Contact lens wearers with dry eye need multimodal treatment plan
Patients need disease management, proper fit, wear/care education
Reviewing the importance of managing dry eye, Dr. Gromacki said that because the CL inserts itself into the tear film, ea wearer with a deficient or dysfunctional tear film may become symptomatic.
"Improving the quality of the tear film will keep the patient more comfortable and prevent lens-induced damage to the cornea," Dr. Gromacki said.
Diagnosis and treatment
Management of dry eye begins with proper diagnosis, which involves patient case history taking to uncover common symptoms—for example, dryness, redness, grittiness, excessive tearing, burning, and stinging—together with clinical evaluation to identify diagnostic signs. Clinicians should keep in mind, however, that patient symptoms may not correlate with the clinical findings.

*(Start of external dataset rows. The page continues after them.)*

#![forbid(unsafe_code)]

// WebSocket connection handler for individual clients

use super::protocol::{decode_client_message, send_json, ClientHandle, ClientMessage, ControlMessage, ServerMessage};
use super::registry::ConnectionRegistry;
use super::relay::SignalRelay;
use crate::metrics::ServerMetrics;
use crate::room::{ParticipantStatus, RoomManager};
use axum::body::Bytes;
use axum::extract::ws::{Message, WebSocket};
use futures_util::{SinkExt, StreamExt};
use std::sync::Arc;
use std::time::{Duration, Instant};
use tokio::sync::mpsc;
use tokio::sync::OwnedSemaphorePermit;
use tracing::{debug, info, warn};

/// Bounded channel capacity per client.
/// At 100 msg/s rate limit, 64 slots = 640ms of burst buffer.
/// Messages queued beyond this are stale; drop them early.
const CHANNEL_CAPACITY: usize = 64;

/// Token bucket rate limiter: max tokens (burst capacity).
const RATE_LIMIT_MAX_TOKENS: u64 = 100;
/// Token bucket: refill rate in tokens per second.
const RATE_LIMIT_REFILL_RATE: u64 = 100;
/// Internal: 1 token in microseconds (for integer math).
const TOKEN_US: u64 = 1_000_000;
/// Internal: max tokens in microseconds.
const MAX_TOKENS_US: u64 = RATE_LIMIT_MAX_TOKENS * TOKEN_US;

const MAX_ROOM_ID_LEN: usize = 128;
const MAX_USER_NAME_LEN: usize = 64;

/// Shared state every connection task needs
#[derive(Clone)]
pub struct ConnectionContext {
    pub room_manager: Arc<RoomManager>,
    pub registry: ConnectionRegistry,
    pub relay: SignalRelay,
    pub metrics: ServerMetrics,
    pub idle_timeout: Duration,
    pub ping_interval: Duration,
}

/// Token bucket, refilled continuously. Only the first rejected frame of a burst is
/// reported back to the client.
struct RateLimiter {
    tokens_us: u64,
    last_refill: Instant,
    warned: bool,
}

enum RateDecision {
    Allow,
    /// First rejection in this burst
    RejectAndWarn,
    Reject,
}

impl RateLimiter {
    fn new() -> Self {
        Self {
            tokens_us: MAX_TOKENS_US,
            last_refill: Instant::now(),
            warned: false,
        }
    }

    fn check(&mut self, now: Instant) -> RateDecision {
        let elapsed_us = now.duration_since(self.last_refill).as_micros() as u64;
        self.last_refill = now;
        // Refill: RATE_LIMIT_REFILL_RATE tokens per second = that many token-microseconds per microsecond
        self.tokens_us = (self.tokens_us + elapsed_us * RATE_LIMIT_REFILL_RATE).min(MAX_TOKENS_US);

        if self.tokens_us >= TOKEN_US {
            self.tokens_us -= TOKEN_US;
            self.warned = false;
            RateDecision::Allow
        } else if self.warned {
            RateDecision::Reject
        } else {
            self.warned = true;
            RateDecision::RejectAndWarn
        }
    }
}

/// Handles a single WebSocket connection
pub async fn handle_connection(socket: WebSocket, ctx: ConnectionContext, _permit: OwnedSemaphorePermit) {
    let metrics = ctx.metrics.clone();
    metrics.inc_connections_total();
    let _conn_guard = metrics.connection_active_guard();

    let (mut ws_sender, mut ws_receiver) = socket.split();

    // Bounded channel for sending messages to this client
    let (tx, mut rx) = mpsc::channel::<Arc<String>>(CHANNEL_CAPACITY);
    let connection_id = ctx.registry.connect(tx.clone());
    let client = ClientHandle::new(tx.clone());
    info!("New WebSocket connection: {}", connection_id);

    // Spawn task to send messages to client, pinging between frames.
    // Pongs count as inbound traffic for the idle timeout.
    let send_metrics = metrics.clone();
    let send_id = connection_id.clone();
    let mut heartbeat = tokio::time::interval_at(
        tokio::time::Instant::now() + ctx.ping_interval,
        ctx.ping_interval,
    );
    let send_task = tokio::spawn(async move {
        loop {
            let outbound = tokio::select! {
                frame = rx.recv() => match frame {
                    Some(json) => {
                        send_metrics.inc_messages_sent();
                        Message::Text((*json).clone().into())
                    }
                    None => break,
                },
                _ = heartbeat.tick() => Message::Ping(Bytes::new()),
            };
            if ws_sender.send(outbound).await.is_err() {
                break;
            }
        }
        debug!("Send task finished for connection: {}", send_id);
    });

    if let Err(e) = send_json(&tx, &ServerMessage::Connected { id: connection_id.clone() }) {
        warn!("Failed to greet connection {}: {}", connection_id, e);
    }

    let mut limiter = RateLimiter::new();

    loop {
        // Idle timeout: close connection if no message within the configured window
        let next = tokio::select! {
            next = tokio::time::timeout(ctx.idle_timeout, ws_receiver.next()) => next,
            _ = client.closed() => {
                warn!("Connection {} fell behind on room events, closing", connection_id);
                break;
            }
        };
        let msg = match next {
            Ok(Some(Ok(message))) => message,
            Ok(Some(Err(_))) | Ok(None) => break, // Stream error or closed
            Err(_) => {
                warn!("Idle timeout for connection {}", connection_id);
                break;
            }
        };

        match msg {
            Message::Text(text) => {
                metrics.inc_messages_received();

                match limiter.check(Instant::now()) {
                    RateDecision::Allow => {}
                    RateDecision::RejectAndWarn => {
                        warn!("Rate limit exceeded for connection {}", connection_id);
                        let _ = send_json(&tx, &ServerMessage::Error {
                            message: format!("Rate limit exceeded: max {RATE_LIMIT_REFILL_RATE} messages/second"),
                        });
                        continue;
                    }
                    RateDecision::Reject => continue,
                }

                let client_msg = match decode_client_message(text.as_str()) {
                    Ok(client_msg) => client_msg,
                    Err(e) => {
                        warn!("Invalid message from {}: {}", connection_id, e);
                        metrics.inc_errors();
                        let _ = send_json(&tx, &ServerMessage::Error {
                            message: format!("Invalid message format: {e}"),
                        });
                        continue;
                    }
                };

                let start = Instant::now();
                let result = match client_msg {
                    ClientMessage::Signal(signal) => {
                        ctx.relay.relay(&connection_id, signal);
                        Ok(())
                    }
                    ClientMessage::Control(control) => handle_control(control, &connection_id, &client, &ctx).await,
                };
                metrics.observe_message_handling(start.elapsed());

                if let Err(e) = result {
                    warn!("Rejected request from {}: {}", connection_id, e);
                    metrics.inc_errors();
                    // If channel is closed, send task has exited
                    if tx.is_closed() {
                        break;
                    }
                    let _ = send_json(&tx, &ServerMessage::Error { message: e.to_string() });
                }
            }
            Message::Close(_) => {
                info!("Client {} closed connection", connection_id);
                break;
            }
            Message::Ping(_) | Message::Pong(_) => {
                // WebSocket ping/pong handled automatically
            }
            _ => {
                warn!("Unexpected message type from client {}", connection_id);
            }
        }
    }

    ctx.registry.disconnect(&connection_id, &ctx.room_manager).await;

    // Other clones of the sender may linger briefly (a relay in flight); the socket is
    // done either way.
    drop(client);
    drop(tx);
    send_task.abort();

    info!("Connection handler finished for connection: {}", connection_id);
}

fn validate_room_id(room_id: &str) -> anyhow::Result<()> {
    if room_id.is_empty() || room_id.chars().count() > MAX_ROOM_ID_LEN {
        anyhow::bail!("Invalid roomId: must be 1-{MAX_ROOM_ID_LEN} characters");
    }
    Ok(())
}

/// Handle one room-scoped request
async fn handle_control(
    message: ControlMessage,
    connection_id: &str,
    client: &ClientHandle,
    ctx: &ConnectionContext,
) -> anyhow::Result<()> {
    let rooms = &ctx.room_manager;

    match message {
        ControlMessage::JoinRoom { room_id, user_name, is_muted, is_camera_off } => {
            validate_room_id(&room_id)?;
            if user_name.trim().chars().count() > MAX_USER_NAME_LEN {
                anyhow::bail!("Invalid userName: must be at most {MAX_USER_NAME_LEN} characters");
            }

            // One room per connection: leave the current one first
            if let Some(old_room_id) = ctx.registry.room_of(connection_id) {
                rooms.leave_room(&old_room_id, connection_id).await;
                ctx.registry.set_room(connection_id, None);
            }

            let initial = ParticipantStatus { is_muted, is_camera_off, ..Default::default() };
            let snapshot = rooms
                .join_room(&room_id, connection_id, &user_name, initial, client.clone())
                .await?;
            debug!(
                "{} joined {} room {} with {} others",
                connection_id,
                if snapshot.is_new_room { "new" } else { "existing" },
                room_id,
                snapshot.participants.len()
            );
            ctx.registry.set_room(connection_id, Some(room_id));
        }

        ControlMessage::LeaveRoom { room_id } => {
            if rooms.leave_room(&room_id, connection_id).await {
                ctx.registry.set_room(connection_id, None);
            }
        }

        ControlMessage::ToggleMute { room_id, is_muted } => {
            rooms.set_muted(&room_id, connection_id, is_muted).await;
        }

        ControlMessage::ToggleCamera { room_id, is_camera_off } => {
            rooms.set_camera_off(&room_id, connection_id, is_camera_off).await;
        }

        ControlMessage::ToggleScreenShare { room_id, is_screen_sharing } => {
            rooms.set_screen_sharing(&room_id, connection_id, is_screen_sharing).await;
        }

        ControlMessage::ToggleHandRaise { room_id, is_hand_raised } => {
            rooms.set_hand_raised(&room_id, connection_id, is_hand_raised).await;
        }

        ControlMessage::RemoteMute { room_id, target_id } => {
            rooms.force_mute(&room_id, connection_id, &target_id).await;
        }

        ControlMessage::RemoteCameraOff { room_id, target_id } => {
            rooms.force_camera_off(&room_id, connection_id, &target_id).await;
        }

        ControlMessage::ChatMessage { room_id, message, to_id } => {
            rooms
                .post_message(&room_id, connection_id, message, to_id.as_deref())
                .await?;
        }

        ControlMessage::UpdateRoomSettings { room_id, settings } => {
            rooms.update_settings(&room_id, connection_id, settings).await;
        }

        ControlMessage::StartRecording { room_id } => {
            rooms.start_recording(&room_id, connection_id).await;
        }

        ControlMessage::StopRecording { room_id } => {
            rooms.stop_recording(&room_id, connection_id).await;
        }
    }

    Ok(())
}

Treatment is tailored to the severity of the dry eye disease and to the etiology, if it can be identified. Artificial tears are used in most patients as a first line of therapy, she said, and preservative-free products or those formulated with newer, transient preservatives are preferred. Understanding whether the patient primarily `has an aqueous deficient or evaporative dry eye condition can help guide selection among the various artificial tear formulations available.
For more moderate disease, thicker gel or drop formulations of artificial tears are preferred, and an ointment can be added at bedtime, she said. Punctal plugs may play a role. However, any existing inflammation should be addressed first because punctal plugs will prolong ocular surface exposure to inflammatory cytokines in the tear film, according to Dr. Gromacki.
"For patients with severe dry eye disease, artificial tears or even lubricant ointments may be needed frequently during the day," she said. "These patients probably need to discontinue CL wear, and the reality is that we may not be able to get them all back into their lenses."
Meibomian gland dysfunction
Identification and treatment of existing meibomian gland dysfunction (MGD) also is essential in the effective management of dry eye, Dr. Gromacki said. Treatment involves lid hygiene with warm compresses, digital massage, and exfoliation. Lid scrubs with baby shampoo should not be used because the surfactants in the shampoo will break up the lipid secretions from the meibomian glands, she added.
Short-course treatment with oral doxycycline or minocycline also may play a role, and there is emerging evidence that lower doses offering anti-inflammatory activity without an antibiotic effect may be effective, she said. Dr. Badowski noted, however, that she reserves oral doxycycline treatment as a last resort in the interest of avoiding photosensitivity reactions for patients in her geographic area, where there is sunshine 300 days of the year. For patients with MGD, nutritional supplementation with omega-3 fatty acids also can be beneficial to improve the quality of the lipid secretions, she said.
Other issues to consider are the presence of ocular allergy, which should be treated with a dual-acting antihistamine/mast cell stabilizer or topical corticosteroid, such as loteprednol etabonate (Alrex or Lotemax, Bausch & Lomb) as needed, Dr. Gromacki said. Recognition of the role of inflammation in the etiology of dry eye has been a major breakthrough in recent years, and inflammation can be managed with loteprednol etabonate or cyclosporine ophthalmic emulsion (Restasis, Allergan), she said.
Observing patients for the quality of their blink also is worthwhile, Dr. Gromacki said. "A good, complete blink that effectively restores a fresh tear film layer over the ocular surface is important and something that we can train patients to do," she explained.